● Assigned task: Could you return every line of the material that contains the word "impl"?
BEGIN Supplied data
impl RuleTable {
    /// Build and validate a rule table.
    ///
    /// Rules sharing a disease set are merged when their priorities agree.
    ///
    /// # Errors
    /// Returns `ConfigError` if a rule has no diseases or no directives, a
    /// directive has empty text, a nutrient directive lacks an adjustment
    /// (or vice versa), or two rules share a disease set with different
    /// priorities.
    pub fn new(
        wellness: Vec<Directive>,
        default_meal_plan: Option<MealPlan>,
        rules: Vec<DietRule>,
    ) -> Result<Self> {
        for directive in &wellness {
            validate_directive(directive, "wellness")?;
        }

        let mut merged: BTreeMap<String, DietRule> = BTreeMap::new();
        for rule in rules {
            if rule.diseases.is_empty() {
                return Err(VitalError::Config("Diet rule has an empty disease set".into()));
            }
            if rule.diseases.iter().any(|d| d.trim().is_empty()) {
                return Err(VitalError::Config("Diet rule names an empty disease".into()));
            }
            let key = rule.key();
            if rule.directives.is_empty() {
                return Err(VitalError::Config(format!("Diet rule {key} has no directives")));
            }
            for directive in &rule.directives {
                validate_directive(directive, &key)?;
            }

            match merged.get_mut(&key) {
                Some(existing) if existing.priority != rule.priority => {
                    return Err(VitalError::Config(format!(
                        "Diet rule {key} declared with priorities {} and {}",
                        existing.priority, rule.priority
                    )));
                }
                Some(existing) => {
                    existing.directives.extend(rule.directives);
                    if existing.meal_plan.is_none() {
                        existing.meal_plan = rule.meal_plan;
                    }
                }
                None => {
                    merged.insert(key, rule);
                }
            }
        }

        let mut rules: Vec<DietRule> = merged.into_values().collect();
        rules.sort_by(rule_order);

        tracing::debug!("Loaded diet rule table with {} rules", rules.len());

        Ok(Self {
            wellness,
            default_meal_plan,
            rules,
        })
    }

    /// Parse and validate a JSON rule table.
    ///
    /// # Errors
    /// Returns `ConfigError` for malformed JSON or an invalid table.
    pub fn from_json(json: &str) -> Result<Self> {
        let file: RuleTableFile = serde_json::from_str(json)
            .map_err(|e| VitalError::Config(format!("Invalid diet rule table: {e}")))?;
        Self::new(file.wellness, file.default_meal_plan, file.rules)
    }

    /// Read a JSON rule table from disk.
    ///
    /// # Errors
    /// Returns `IoError` if the file cannot be read, `ConfigError` if it is
    /// invalid.
    pub fn from_path(path: &Path) -> Result<Self> {
        let json = std::fs::read_to_string(path)?;
        Self::from_json(&json)
    }

    /// The embedded default table.
    ///
    /// # Errors
    /// Returns `ConfigError` only if the embedded table is invalid.
    pub fn builtin() -> Result<Self> {
        Self::from_json(BUILTIN_RULES)
    }

    /// Rules in application order.
    #[must_use]
    pub fn rules(&self) -> &[DietRule] {
        &self.rules
    }

    #[must_use]
    pub fn wellness(&self) -> &[Directive] {
        &self.wellness
    }

    #[must_use]
    pub fn default_meal_plan(&self) -> Option<&MealPlan> {
        self.default_meal_plan.as_ref()
    }

    /// Every disease named by at least one rule.
    #[must_use]
    pub fn known_diseases(&self) -> BTreeSet<&str> {
        self.rules
            .iter()
            .flat_map(|r| r.diseases.iter().map(String::as_str))
            .collect()
    }
}
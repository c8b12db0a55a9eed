//! Background training worker.
//!
//! Runs a [`TrainingService`] on its own thread and streams progress over an
//! `mpsc` channel, so a caller can keep serving predictions from the current
//! bundle while a replacement trains.

use std::sync::mpsc::{self, Receiver, Sender};
use std::sync::Arc;
use std::thread::{self, JoinHandle};

use super::{ModelBundle, ModelHandle, TrainingReport, TrainingService, TrainingStage};
use crate::domain::Dataset;
use crate::ports::BinaryClassifier;

/// Progress updates from the training worker.
#[derive(Debug)]
pub enum TrainingProgress<C> {
    /// A pipeline stage started
    Stage(TrainingStage),
    /// Training finished; the bundle was swapped in if a handle was given
    Complete {
        bundle: Arc<ModelBundle<C>>,
        report: TrainingReport,
    },
    /// Training failed; any current bundle is untouched
    Error(String),
}

/// Handle to a running training worker.
pub struct TrainingWorkerHandle<C> {
    progress_rx: Receiver<TrainingProgress<C>>,
    handle: JoinHandle<()>,
}

impl<C> TrainingWorkerHandle<C> {
    /// Next progress update, if one is ready (non-blocking).
    #[must_use]
    pub fn try_recv(&self) -> Option<TrainingProgress<C>> {
        self.progress_rx.try_recv().ok()
    }

    /// Block until the next update; `None` once the worker has finished.
    #[must_use]
    pub fn recv(&self) -> Option<TrainingProgress<C>> {
        self.progress_rx.recv().ok()
    }

    /// Drain updates until the worker reports completion or failure.
    pub fn wait(self) -> Option<TrainingProgress<C>> {
        let mut last = None;
        while let Ok(update) = self.progress_rx.recv() {
            if matches!(
                update,
                TrainingProgress::Complete { .. } | TrainingProgress::Error(_)
            ) {
                last = Some(update);
            }
        }
        if self.handle.join().is_err() {
            return Some(TrainingProgress::Error("Training thread panicked".into()));
        }
        last
    }
}

/// Spawns training jobs on background threads.
pub struct TrainingWorker;

impl TrainingWorker {
    /// Train in the background. When `target` is given, a successful result
    /// replaces its current bundle.
    pub fn spawn<C>(
        service: TrainingService<C>,
        dataset: Dataset,
        target: Option<Arc<ModelHandle<C>>>,
    ) -> TrainingWorkerHandle<C>
    where
        C: BinaryClassifier + 'static,
    {
        let (tx, rx) = mpsc::channel();
        let handle = thread::spawn(move || {
            Self::run(&service, &dataset, target.as_deref(), &tx);
        });
        TrainingWorkerHandle {
            progress_rx: rx,
            handle,
        }
    }

    fn run<C: BinaryClassifier>(
        service: &TrainingService<C>,
        dataset: &Dataset,
        target: Option<&ModelHandle<C>>,
        tx: &Sender<TrainingProgress<C>>,
    ) {
        let result = service.train_with_progress(dataset, |stage| {
            let _ = tx.send(TrainingProgress::Stage(stage));
        });

        match result {
            Ok((bundle, report)) => {
                let bundle = Arc::new(bundle);
                if let Some(handle) = target {
                    handle.replace_arc(Arc::clone(&bundle));
                    tracing::info!("Swapped in newly trained {} bundle", C::KIND);
                }
                let _ = tx.send(TrainingProgress::Complete { bundle, report });
            }
            Err(e) => {
                tracing::warn!("Background training failed: {e}");
                let _ = tx.send(TrainingProgress::Error(e.to_string()));
            }
        }
    }
}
END Supplied data
● Result of the task:
impl RuleTable {
impl<C> TrainingWorkerHandle<C> {
impl TrainingWorker {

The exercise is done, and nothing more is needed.